Team Claw. Whitelisted team members share the Claw. It monitors team repos and responds in the team’s Slack channel. Only whitelisted engineers can trigger it. Example: an engineering team Claw that auto-labels new issues, posts PR review summaries in #engineering, and generates changelogs.
Organization-wide Claw. Any org member can interact. The Claw serves as a company-wide code search or issue triage tool. The PAT still scopes which repos it can access, so organizational access does not mean access to every repository.
How It Works
- Generate a fine-grained PAT. In your GitHub account settings, create a personal access token with the specific repositories and permissions your Claw needs. Fine-grained tokens let you limit access to individual repos with read-only or read-write scopes per resource type.
- Add the token to ClawStaff. Paste your PAT into the GitHub integration card on the ClawStaff dashboard. The token is immediately encrypted and stored.
- Assign to a Claw. Connect the GitHub credential to one or more Claws. Each Claw receives the token at runtime inside its ClawCage.
- Configure webhooks (optional). For real-time event handling, add ClawStaff’s webhook URL to your repository settings. When events fire, they are routed to the appropriate Claw for processing.
- Claw works your repos. At runtime, the Claw uses the PAT to call GitHub’s REST and GraphQL APIs from within its isolated container. All actions are attributed to the PAT owner’s GitHub account.
Security
- Fine-grained PATs. GitHub’s fine-grained personal access tokens let you scope access to specific repositories with per-resource permissions. A Claw with read-only issue access cannot push code or modify workflows.
- Token encrypted at rest. Your PAT is stored with AES-256 encryption in ClawStaff’s database. It is decrypted only at runtime, inside the ClawCage container.
- ClawCage isolation. Each Claw runs in a dedicated Docker container. The GitHub token is injected as an environment variable at startup and is not accessible to other Claws, other containers, or the host system.
- No credential sharing. Each Claw gets its own copy of the token at runtime. Revoking the PAT in GitHub immediately cuts off access for all Claws using it.
- Webhook signature verification. Incoming webhook payloads are verified using GitHub’s HMAC signature to prevent spoofed events from triggering Claw actions.
- Audit attribution. All GitHub API calls made by a Claw are attributed to the PAT owner’s account. Actions appear in GitHub’s audit log and activity feeds, maintaining a clear trail.

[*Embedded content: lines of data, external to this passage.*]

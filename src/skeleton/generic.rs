//! Keyword-scan fallback for languages without a dedicated extractor.

use super::{ItemKind, SkeletonItem};
use regex::Regex;
use std::sync::LazyLock;

static FUNCTION_LIKE: LazyLock<Regex> = LazyLock::new(|| {
    Regex::new(r"(?i)\b(?:function|def|fn|func)\s+([A-Za-z_]\w*)")
        .expect("function keyword pattern compiles")
});

static TYPE_LIKE: LazyLock<Regex> = LazyLock::new(|| {
    Regex::new(r"(?i)\b(?:class|struct|type)\s+([A-Za-z_]\w*)")
        .expect("type keyword pattern compiles")
});

pub(super) fn extract(lines: &[&str]) -> Vec<SkeletonItem> {
    lines
        .iter()
        .enumerate()
        .filter_map(|(idx, line)| classify(line).map(|(kind, name)| SkeletonItem::new(kind, name, idx + 1)))
        .collect()
}

/// Whichever keyword occurs first on the line decides the kind.
fn classify(line: &str) -> Option<(ItemKind, String)> {
    let function = FUNCTION_LIKE.captures(line);
    let type_like = TYPE_LIKE.captures(line);

    let pick = match (function, type_like) {
        (Some(f), Some(t)) => {
            let f_start = f.get(0).map_or(usize::MAX, |m| m.start());
            let t_start = t.get(0).map_or(usize::MAX, |m| m.start());
            if f_start <= t_start {
                (ItemKind::Function, f)
            } else {
                (ItemKind::Class, t)
            }
        }
        (Some(f), None) => (ItemKind::Function, f),
        (None, Some(t)) => (ItemKind::Class, t),
        (None, None) => return None,
    };

    let (kind, caps) = pick;
    caps.get(1).map(|m| (kind, m.as_str().to_string()))
}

Cross-Integration Workflows
The GitHub integration is a natural hub for cross-tool automation:
- Slack alert to GitHub issue. When a team member reports a bug or requests a feature in Slack, a Claw can create a GitHub issue with the conversation context, apply appropriate labels, and link back to the Slack thread.
- PR merged to Slack notification + Jira update. When a pull request is merged, a Claw can post a summary to the team’s Slack channel and transition the linked Jira ticket to “Done” with a comment containing the merge commit hash.
- Code review to Notion documentation. After reviewing a PR that introduces a new API endpoint or changes system behavior, a Claw can update the relevant Notion documentation page with the new details.
- GitHub issue labeled “urgent” to Slack escalation. When an issue is labeled with a high-priority tag, a Claw can immediately alert the on-call channel in Slack with issue details and a direct link.
- Release published to Confluence release notes + Slack announcement. When a new GitHub release is created, a Claw can generate formatted release notes in Confluence and post an announcement to Slack with highlights and breaking changes.